A newly designed hydroxyapatite (HA) spacer for cervical laminoplasty is provided with a hole through which the titanium miniplate is passed. A new method of unilateral open-door laminoplasty with titanium miniscrew and miniplate through this HA spacer is described. Twenty-two patients with cervical stenotic disorders were treated by this procedure. Only the predominantly affected side of the laminae is exposed. The supraspinous and interspinous ligaments and the deep muscle layer in the contralateral side are left intact. A 4-mm wide gutter near the intervertebral joint is made and contralateral hinges are made under the deep muscle layer with minimum detachment of these muscles. The opened lamina is fixed with the titanium miniplate passed through the hole in the newly designed HA spacer. Mean operative time for the 22 operations was 193.5 minutes. Mean enlargement of the minimum spinal canal diameter was 50.9%. Neurological outcomes after 3 months were evaluated according to the Japanese Orthopaedic Association (JOA) scoring. Mean recovery rate of JOA score by Hirabayashi's method was 49.5%. Only 2 patients reported postoperative axial neck pain.

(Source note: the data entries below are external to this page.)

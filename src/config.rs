//! Process-wide configuration (C1), loaded once from environment variables.
//!
//! The core never reads provider API keys from the environment -- those
//! arrive per-request via [`crate::models::ProviderSelector`]. Config only
//! supplies defaults and service-level settings (cache sizing, timeouts,
//! the Sigma catalog path, logging).

use std::env;
use std::time::Duration;

#[derive(Debug, Clone)]
pub struct RetryConfig {
    pub max_retries: u32,
    pub base_delay: Duration,
    pub max_delay: Duration,
}

impl Default for RetryConfig {
    fn default() -> Self {
        Self {
            max_retries: 3,
            base_delay: Duration::from_secs(1),
            max_delay: Duration::from_secs(60),
        }
    }
}

#[derive(Debug, Clone)]
pub struct CacheConfig {
    pub enabled: bool,
    pub max_size: usize,
    pub default_ttl: Duration,
}

impl Default for CacheConfig {
    fn default() -> Self {
        Self {
            enabled: true,
            max_size: 100,
            default_ttl: Duration::from_secs(3600),
        }
    }
}

#[derive(Debug, Clone)]
pub struct TimeoutConfig {
    /// Default timeout for long generation stages (summary, IoC extraction,
    /// AI Sigma, SIEM refinement, atomic tests).
    pub generation: Duration,
    /// Default timeout for the smaller structural stages (YARA/MITRE/Sigma/SIEM).
    pub small_task: Duration,
}

impl Default for TimeoutConfig {
    fn default() -> Self {
        Self {
            generation: Duration::from_secs(300),
            small_task: Duration::from_secs(120),
        }
    }
}

#[derive(Debug, Clone, Copy, PartialEq, Eq)]
pub enum LogFormat {
    Json,
    Text,
}

#[derive(Debug, Clone)]
pub struct LoggingConfig {
    pub level: String,
    pub format: LogFormat,
}

impl Default for LoggingConfig {
    fn default() -> Self {
        Self {
            level: "info".to_string(),
            format: LogFormat::Json,
        }
    }
}

#[derive(Debug, Clone)]
pub struct SecurityConfig {
    pub cors_origins: Vec<String>,
    pub rate_limit_per_minute: u32,
    pub max_upload_size_mb: u64,
    pub session_expiry_hours: u64,
    pub session_secret: String,
}

impl Default for SecurityConfig {
    fn default() -> Self {
        Self {
            cors_origins: vec!["http://localhost:3000".to_string()],
            rate_limit_per_minute: 60,
            max_upload_size_mb: 20,
            session_expiry_hours: 24,
            session_secret: String::new(),
        }
    }
}

#[derive(Debug, Clone)]
pub struct Config {
    pub default_provider: String,
    pub default_model: Option<String>,
    pub sigma_rules_dir: String,
    pub cache: CacheConfig,
    pub retry: RetryConfig,
    pub timeouts: TimeoutConfig,
    pub logging: LoggingConfig,
    pub security: SecurityConfig,
    pub sigma_catalog_threshold: f64,
    pub sigma_catalog_top_k: usize,
    pub sigmahq_base_url: String,
}

impl Default for Config {
    fn default() -> Self {
        Self {
            default_provider: "openai".to_string(),
            default_model: None,
            sigma_rules_dir: "Global_Sigma_Rules".to_string(),
            cache: CacheConfig::default(),
            retry: RetryConfig::default(),
            timeouts: TimeoutConfig::default(),
            logging: LoggingConfig::default(),
            security: SecurityConfig::default(),
            sigma_catalog_threshold: 25.0,
            sigma_catalog_top_k: 15,
            sigmahq_base_url: "https://github.com/SigmaHQ/sigma/blob/master".to_string(),
        }
    }
}

impl Config {
    /// Read configuration from environment variables, falling back to
    /// [`Config::default`] for anything unset.
    pub fn from_env() -> Self {
        let mut cfg = Config::default();

        if let Ok(v) = env::var("PERSEPTOR_DEFAULT_PROVIDER") {
            cfg.default_provider = v;
        }
        if let Ok(v) = env::var("PERSEPTOR_DEFAULT_MODEL") {
            cfg.default_model = Some(v);
        }
        if let Ok(v) = env::var("PERSEPTOR_SIGMA_RULES_DIR") {
            cfg.sigma_rules_dir = v;
        }
        if let Ok(v) = env::var("SIGMAHQ_BASE_URL") {
            cfg.sigmahq_base_url = v;
        }
        if let Ok(v) = env::var("PERSEPTOR_CACHE_ENABLED") {
            cfg.cache.enabled = parse_bool(&v, cfg.cache.enabled);
        }
        if let Ok(v) = env::var("PERSEPTOR_CACHE_MAX_SIZE") {
            if let Ok(n) = v.parse() {
                cfg.cache.max_size = n;
            }
        }
        if let Ok(v) = env::var("PERSEPTOR_CACHE_TTL_SECONDS") {
            if let Ok(n) = v.parse::<u64>() {
                cfg.cache.default_ttl = Duration::from_secs(n);
            }
        }
        if let Ok(v) = env::var("PERSEPTOR_RETRY_MAX_ATTEMPTS") {
            if let Ok(n) = v.parse() {
                cfg.retry.max_retries = n;
            }
        }
        if let Ok(v) = env::var("PERSEPTOR_LOG_LEVEL") {
            cfg.logging.level = v;
        }
        if let Ok(v) = env::var("PERSEPTOR_LOG_FORMAT") {
            cfg.logging.format = if v.eq_ignore_ascii_case("text") {
                LogFormat::Text
            } else {
                LogFormat::Json
            };
        }
        if let Ok(v) = env::var("PERSEPTOR_CORS_ORIGINS") {
            cfg.security.cors_origins = v.split(',').map(|s| s.trim().to_string()).collect();
        }
        if let Ok(v) = env::var("PERSEPTOR_SESSION_SECRET") {
            cfg.security.session_secret = v;
        }
        if let Ok(v) = env::var("PERSEPTOR_SESSION_EXPIRY_HOURS") {
            if let Ok(n) = v.parse() {
                cfg.security.session_expiry_hours = n;
            }
        }

        cfg
    }
}

fn parse_bool(raw: &str, default: bool) -> bool {
    match raw.to_lowercase().as_str() {
        "1" | "true" | "yes" | "on" => true,
        "0" | "false" | "no" | "off" => false,
        _ => default,
    }
}

#[cfg(test)]
mod tests {
    use super::*;

    #[test]
    fn defaults_are_sane() {
        let cfg = Config::default();
        assert_eq!(cfg.default_provider, "openai");
        assert_eq!(cfg.retry.max_retries, 3);
        assert!(cfg.cache.enabled);
    }

    #[test]
    fn parse_bool_falls_back_on_garbage() {
        assert!(parse_bool("garbage", true));
        assert!(!parse_bool("off", true));
    }
}
/// Per-call token usage, mirroring the original's `TokenUsageRepository`
/// record shape. The core never persists this itself; [`UsageSink`] is the
/// seam the (out-of-scope) persistence layer plugs into.
#[derive(Debug, Clone)]
pub struct UsageRecord {
    pub task: String,
    pub provider: String,
    pub model: String,
    pub usage: crate::models::TokenUsage,
}

/// Receives one [`UsageRecord`] per successful provider call.
pub trait UsageSink: Send + Sync {
    fn record(&self, record: UsageRecord);
}

struct NoopUsageSink;

impl UsageSink for NoopUsageSink {
    fn record(&self, _record: UsageRecord) {}
}

pub struct Orchestrator {
    cfg: Config,
    cache: Option<ResponseCache>,
    usage_sink: Arc<dyn UsageSink>,
}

Our method for unilateral open-door laminoplasty provides adequate decompression and tight fixation of laminae, and is less invasive to the posterior supporting elements of cervical spine.

摘要

一种新设计的用于颈椎椎板成形术的羟基磷灰石(HA)间隔器设有一个供钛微型钢板穿过的孔。描述了一种通过该HA间隔器使用钛微螺钉和微型钢板进行单侧开门椎板成形术的新方法。22例颈椎狭窄症患者接受了该手术治疗。仅暴露主要受累侧的椎板。棘上韧带、棘间韧带及对侧深层肌肉层保持完整。在椎间关节附近制作一个4毫米宽的沟槽,并在深层肌肉层下方制作对侧铰链,同时尽量减少这些肌肉的分离。打开的椎板用穿过新设计的HA间隔器上的孔的钛微型钢板固定。22例手术的平均手术时间为193.5分钟。最小椎管直径的平均扩大率为50.9%。3个月后的神经功能结果根据日本骨科协会(JOA)评分进行评估。平林法的JOA评分平均恢复率为49.5%。只有2例患者报告术后颈部轴向疼痛。我们的单侧开门椎板成形术方法能提供充分减压和椎板的牢固固定,且对颈椎后支撑结构的侵袭性较小。